··· Records to use

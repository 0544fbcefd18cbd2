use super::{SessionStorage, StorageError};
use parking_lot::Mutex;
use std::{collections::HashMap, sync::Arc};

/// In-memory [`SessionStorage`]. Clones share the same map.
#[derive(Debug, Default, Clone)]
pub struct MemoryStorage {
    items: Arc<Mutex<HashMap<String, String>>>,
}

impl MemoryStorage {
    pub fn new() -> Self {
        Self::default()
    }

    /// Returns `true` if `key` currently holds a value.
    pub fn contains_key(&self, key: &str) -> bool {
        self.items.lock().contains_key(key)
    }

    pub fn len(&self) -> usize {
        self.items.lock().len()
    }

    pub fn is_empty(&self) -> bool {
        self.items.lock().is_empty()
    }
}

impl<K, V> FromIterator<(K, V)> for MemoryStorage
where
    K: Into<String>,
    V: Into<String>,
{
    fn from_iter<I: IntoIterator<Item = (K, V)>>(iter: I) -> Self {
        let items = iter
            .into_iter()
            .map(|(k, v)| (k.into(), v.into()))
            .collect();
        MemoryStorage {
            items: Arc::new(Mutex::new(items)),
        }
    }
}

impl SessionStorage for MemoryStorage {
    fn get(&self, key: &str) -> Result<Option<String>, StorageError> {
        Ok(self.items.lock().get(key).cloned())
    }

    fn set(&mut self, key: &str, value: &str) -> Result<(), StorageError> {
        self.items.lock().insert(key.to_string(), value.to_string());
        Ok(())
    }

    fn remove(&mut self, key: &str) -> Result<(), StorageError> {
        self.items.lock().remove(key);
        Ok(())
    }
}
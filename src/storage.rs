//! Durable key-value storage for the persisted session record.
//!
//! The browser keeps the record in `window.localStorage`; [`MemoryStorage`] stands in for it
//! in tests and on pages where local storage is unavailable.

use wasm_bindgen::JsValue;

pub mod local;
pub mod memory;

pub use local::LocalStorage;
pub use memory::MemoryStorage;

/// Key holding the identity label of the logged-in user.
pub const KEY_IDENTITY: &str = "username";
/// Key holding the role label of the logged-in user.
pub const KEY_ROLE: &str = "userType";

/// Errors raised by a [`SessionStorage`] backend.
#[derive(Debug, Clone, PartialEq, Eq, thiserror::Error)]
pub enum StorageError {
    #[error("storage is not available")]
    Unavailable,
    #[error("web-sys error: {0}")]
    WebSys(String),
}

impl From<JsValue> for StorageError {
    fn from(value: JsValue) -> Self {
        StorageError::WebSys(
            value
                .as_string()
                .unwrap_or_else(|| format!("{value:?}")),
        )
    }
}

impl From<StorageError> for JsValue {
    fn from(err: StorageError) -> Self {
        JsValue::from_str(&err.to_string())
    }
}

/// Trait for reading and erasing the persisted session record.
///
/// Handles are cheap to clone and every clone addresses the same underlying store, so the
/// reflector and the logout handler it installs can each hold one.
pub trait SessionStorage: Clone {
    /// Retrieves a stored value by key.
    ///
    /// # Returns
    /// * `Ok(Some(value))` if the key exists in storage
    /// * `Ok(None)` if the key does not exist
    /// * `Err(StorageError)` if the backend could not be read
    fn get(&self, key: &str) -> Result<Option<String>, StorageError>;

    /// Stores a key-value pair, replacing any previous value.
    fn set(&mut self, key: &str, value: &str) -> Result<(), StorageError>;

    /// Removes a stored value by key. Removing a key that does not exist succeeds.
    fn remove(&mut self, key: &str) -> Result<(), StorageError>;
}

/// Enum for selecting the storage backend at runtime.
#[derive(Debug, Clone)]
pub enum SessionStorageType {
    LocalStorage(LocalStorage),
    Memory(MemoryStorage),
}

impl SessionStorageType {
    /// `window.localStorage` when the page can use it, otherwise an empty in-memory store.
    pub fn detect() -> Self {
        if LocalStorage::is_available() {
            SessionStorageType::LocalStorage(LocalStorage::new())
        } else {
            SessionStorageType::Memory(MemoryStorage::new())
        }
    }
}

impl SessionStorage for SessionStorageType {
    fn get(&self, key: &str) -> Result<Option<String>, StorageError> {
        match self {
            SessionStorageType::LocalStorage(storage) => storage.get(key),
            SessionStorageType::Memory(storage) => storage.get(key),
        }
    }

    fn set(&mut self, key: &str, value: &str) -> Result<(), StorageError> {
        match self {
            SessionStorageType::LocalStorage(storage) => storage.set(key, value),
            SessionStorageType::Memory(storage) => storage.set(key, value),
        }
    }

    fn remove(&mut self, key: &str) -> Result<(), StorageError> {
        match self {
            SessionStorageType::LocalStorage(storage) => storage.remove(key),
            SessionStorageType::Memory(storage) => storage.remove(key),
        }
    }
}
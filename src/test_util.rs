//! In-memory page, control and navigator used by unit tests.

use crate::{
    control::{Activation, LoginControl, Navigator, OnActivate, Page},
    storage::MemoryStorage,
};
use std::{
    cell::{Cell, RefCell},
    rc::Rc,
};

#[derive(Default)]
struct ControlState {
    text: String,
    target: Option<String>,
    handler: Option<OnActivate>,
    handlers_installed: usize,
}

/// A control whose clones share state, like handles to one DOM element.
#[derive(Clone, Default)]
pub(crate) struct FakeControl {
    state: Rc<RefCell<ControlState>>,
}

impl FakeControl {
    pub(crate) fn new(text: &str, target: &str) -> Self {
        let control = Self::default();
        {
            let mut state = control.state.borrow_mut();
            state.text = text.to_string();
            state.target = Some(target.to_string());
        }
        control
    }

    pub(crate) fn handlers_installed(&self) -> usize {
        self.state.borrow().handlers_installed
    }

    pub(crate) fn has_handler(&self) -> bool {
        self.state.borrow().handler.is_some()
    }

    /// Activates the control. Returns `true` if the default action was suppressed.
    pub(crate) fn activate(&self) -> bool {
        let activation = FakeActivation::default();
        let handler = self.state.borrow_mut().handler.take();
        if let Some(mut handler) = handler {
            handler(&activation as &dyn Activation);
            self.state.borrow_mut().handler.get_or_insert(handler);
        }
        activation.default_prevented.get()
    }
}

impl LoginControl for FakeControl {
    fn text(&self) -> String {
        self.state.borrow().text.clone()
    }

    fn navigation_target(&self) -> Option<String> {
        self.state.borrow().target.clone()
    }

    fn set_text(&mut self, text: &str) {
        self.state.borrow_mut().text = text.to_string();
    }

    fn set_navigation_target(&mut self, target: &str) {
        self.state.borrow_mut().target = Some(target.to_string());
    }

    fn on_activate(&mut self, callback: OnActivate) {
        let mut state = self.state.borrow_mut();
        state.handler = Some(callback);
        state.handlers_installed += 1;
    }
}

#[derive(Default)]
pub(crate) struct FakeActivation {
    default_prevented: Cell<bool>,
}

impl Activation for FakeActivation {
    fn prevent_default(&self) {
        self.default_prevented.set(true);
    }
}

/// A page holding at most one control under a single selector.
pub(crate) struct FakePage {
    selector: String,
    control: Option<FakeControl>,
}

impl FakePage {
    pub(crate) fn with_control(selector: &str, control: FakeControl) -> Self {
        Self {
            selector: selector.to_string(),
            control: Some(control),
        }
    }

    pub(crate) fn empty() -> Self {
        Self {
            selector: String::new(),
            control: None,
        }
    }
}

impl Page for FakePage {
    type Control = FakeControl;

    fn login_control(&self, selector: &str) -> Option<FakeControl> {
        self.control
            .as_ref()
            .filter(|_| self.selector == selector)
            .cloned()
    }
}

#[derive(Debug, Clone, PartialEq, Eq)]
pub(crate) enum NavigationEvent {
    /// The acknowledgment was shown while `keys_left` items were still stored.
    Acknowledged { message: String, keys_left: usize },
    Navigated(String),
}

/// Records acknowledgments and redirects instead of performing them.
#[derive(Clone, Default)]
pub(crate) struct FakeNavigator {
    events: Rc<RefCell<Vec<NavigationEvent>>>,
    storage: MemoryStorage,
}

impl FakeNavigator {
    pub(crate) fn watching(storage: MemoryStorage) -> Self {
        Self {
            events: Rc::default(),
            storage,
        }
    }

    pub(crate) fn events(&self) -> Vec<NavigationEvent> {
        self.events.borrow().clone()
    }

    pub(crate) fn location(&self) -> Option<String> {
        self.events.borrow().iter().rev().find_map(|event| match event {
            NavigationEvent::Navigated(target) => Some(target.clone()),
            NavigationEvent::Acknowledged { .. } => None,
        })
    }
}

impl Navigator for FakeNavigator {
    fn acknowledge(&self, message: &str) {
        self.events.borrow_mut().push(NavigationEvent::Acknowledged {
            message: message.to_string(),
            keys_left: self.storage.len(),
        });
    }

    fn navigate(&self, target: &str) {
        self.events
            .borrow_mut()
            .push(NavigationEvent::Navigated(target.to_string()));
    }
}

······

What is required: Restate the data verbatim through the "self.items.lock().is_empty()" line.

Response to this task:
repository 0544fbcefd18cbd2
use super::{SessionStorage, StorageError};
use parking_lot::Mutex;
use std::{collections::HashMap, sync::Arc};

/// In-memory [`SessionStorage`]. Clones share the same map.
#[derive(Debug, Default, Clone)]
pub struct MemoryStorage {
    items: Arc<Mutex<HashMap<String, String>>>,
}

impl MemoryStorage {
    pub fn new() -> Self {
        Self::default()
    }

    /// Returns `true` if `key` currently holds a value.
    pub fn contains_key(&self, key: &str) -> bool {
        self.items.lock().contains_key(key)
    }

    pub fn len(&self) -> usize {
        self.items.lock().len()
    }

    pub fn is_empty(&self) -> bool {
        self.items.lock().is_empty()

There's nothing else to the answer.